U.Va. Professor's Digital Recreation Gives Life to Monticello's Mulberry Row
by Jane Ford
Mulberry Row was once Main Street at Thomas Jefferson's Monticello plantation, a bustling community of activity that included storage sheds; housing for enslaved and free workers; workshops including a smokehouse and dairy, a nailery, an iron shop, joinery and other manufacturing enterprises along a 1,000 foot-long road south of the main house.
Today, little remains – a workman's house and later a textile workshop, part of the original stable and a few visible foundations along a row of newly planted mulberry trees. Until now, visitors had to imagine what the structures looked like and the lives and activities that filled them.

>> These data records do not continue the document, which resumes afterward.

// crates/cityscribe-core/src/city/cache.rs
use super::annotate::{Annotator, AnnotatorConfig, Locale};
use super::ranking::RankingTable;
use super::record::ParseMode;
use crate::error::Result;
use once_cell::sync::Lazy;
use std::collections::{HashMap, VecDeque};
use std::convert::Infallible;
use std::sync::atomic::{AtomicUsize, Ordering};
use std::sync::{Arc, Mutex, MutexGuard, PoisonError};
use tracing::{debug, warn};

// Single in-process cache backing `build_city_annotator`.
static DEFAULT_CACHE: Lazy<TableCache> = Lazy::new(TableCache::new);

/// The process-wide cache used by [`build_city_annotator`].
pub fn default_cache() -> &'static TableCache {
    &DEFAULT_CACHE
}

/// Builds a text annotator for `csv_text`, reusing the ranking table of any
/// earlier call with identical text.
///
/// ```rust
/// use cityscribe_core::city::build_city_annotator;
///
/// let annotate = build_city_annotator("0,0,Харків,1421125");
/// assert_eq!(
///     annotate("Харків"),
///     "Харків(1 place in TOP-10 largest cities of Ukraine, 1421125 people)"
/// );
/// ```
pub fn build_city_annotator(csv_text: &str) -> impl Fn(&str) -> String + Send + Sync + 'static {
    let annotator = default_cache().annotator(csv_text, Locale::En);
    move |text: &str| annotator.annotate(text)
}

#[derive(Default)]
struct Slots {
    // keyed by mode first so a lookup can borrow the text
    tables: HashMap<ParseMode, HashMap<String, Arc<RankingTable>>>,
    // insertion order, consulted only when a capacity is set
    order: VecDeque<(ParseMode, String)>,
}

impl Slots {
    fn get(&self, mode: ParseMode, csv_text: &str) -> Option<&Arc<RankingTable>> {
        self.tables.get(&mode)?.get(csv_text)
    }

    fn len(&self) -> usize {
        self.tables.values().map(HashMap::len).sum()
    }

    fn remove(&mut self, mode: ParseMode, csv_text: &str) {
        if let Some(by_text) = self.tables.get_mut(&mode) {
            by_text.remove(csv_text);
        }
    }
}

/// Memoizes [`RankingTable`]s by the exact CSV text they were built from.
///
/// Each distinct text (per [`ParseMode`]) is parsed and ranked once; later
/// requests share the same `Arc`. By default entries live as long as the
/// cache. [`TableCache::with_capacity`] bounds it, evicting the oldest
/// insertion first.
pub struct TableCache {
    slots: Mutex<Slots>,
    capacity: Option<usize>,
    builds: AtomicUsize,
}

impl Default for TableCache {
    fn default() -> Self {
        Self::new()
    }
}

impl TableCache {
    /// An unbounded cache.
    pub fn new() -> Self {
        TableCache {
            slots: Mutex::new(Slots::default()),
            capacity: None,
            builds: AtomicUsize::new(0),
        }
    }

    /// A cache holding at most `capacity` tables (minimum one).
    pub fn with_capacity(capacity: usize) -> Self {
        TableCache {
            capacity: Some(capacity.max(1)),
            ..Self::new()
        }
    }

    /// How many tables this cache has built so far.
    pub fn builds(&self) -> usize {
        self.builds.load(Ordering::Relaxed)
    }

    pub fn len(&self) -> usize {
        self.lock().len()
    }

    pub fn is_empty(&self) -> bool {
        self.len() == 0
    }

    /// Lenient lookup; never fails.
    pub fn table(&self, csv_text: &str) -> Arc<RankingTable> {
        let built = self.get_or_build::<Infallible>(ParseMode::Lenient, csv_text, || {
            Ok(RankingTable::from_csv_lenient(csv_text))
        });
        match built {
            Ok(table) => table,
            Err(never) => match never {},
        }
    }

    /// Lookup honouring `mode`. A strict parse error is returned and nothing
    /// is cached for that text.
    pub fn table_with_mode(&self, csv_text: &str, mode: ParseMode) -> Result<Arc<RankingTable>> {
        match mode {
            ParseMode::Lenient => Ok(self.table(csv_text)),
            ParseMode::Strict => self.get_or_build(mode, csv_text, || {
                RankingTable::from_csv(csv_text, mode)
            }),
        }
    }

    /// Lenient annotator in the given wording.
    pub fn annotator(&self, csv_text: &str, locale: Locale) -> Annotator {
        Annotator::new(self.table(csv_text), locale)
    }

    pub fn annotator_with_config(
        &self,
        csv_text: &str,
        config: AnnotatorConfig,
    ) -> Result<Annotator> {
        let table = self.table_with_mode(csv_text, config.mode)?;
        Ok(Annotator::new(table, config.locale))
    }

    // The build runs under the lock so concurrent callers never rank the same text twice.
    fn get_or_build<E>(
        &self,
        mode: ParseMode,
        csv_text: &str,
        build: impl FnOnce() -> std::result::Result<RankingTable, E>,
    ) -> std::result::Result<Arc<RankingTable>, E> {
        let mut slots = self.lock();

        if let Some(table) = slots.get(mode, csv_text) {
            debug!(bytes = csv_text.len(), "ranking table cache hit");
            return Ok(Arc::clone(table));
        }

        let table = Arc::new(build()?);
        self.builds.fetch_add(1, Ordering::Relaxed);
        debug!(
            bytes = csv_text.len(),
            cities = table.len(),
            "built ranking table"
        );

        if let Some(capacity) = self.capacity {
            while slots.len() >= capacity {
                let Some((old_mode, old_text)) = slots.order.pop_front() else {
                    break;
                };
                slots.remove(old_mode, &old_text);
                warn!(capacity, "ranking table cache full, evicted oldest entry");
            }
            slots.order.push_back((mode, csv_text.to_owned()));
        }
        slots
            .tables
            .entry(mode)
            .or_default()
            .insert(csv_text.to_owned(), Arc::clone(&table));

        Ok(table)
    }

    fn lock(&self) -> MutexGuard<'_, Slots> {
        self.slots.lock().unwrap_or_else(PoisonError::into_inner)
    }
}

Earl Mark, a professor in the University of Virginia' School of Architecture, is helping to bring Mulberry Row back to life through a digital re-creation of the structures that builds upon 50 years of research by the Thomas Jefferson Foundation, Monticello, archeologists and historians. He also called on his experience creating digital re-constructions for exhibitions at Jamestown and Menokin Plantation in Warsaw, Va., and has created similar models of Frank Lloyd Wright's Larkin Building in Buffalo, N.Y. for the the National Building Museum, and of U.Va.'s Academical Village for the kickoff of the University's capital campaign in 2006.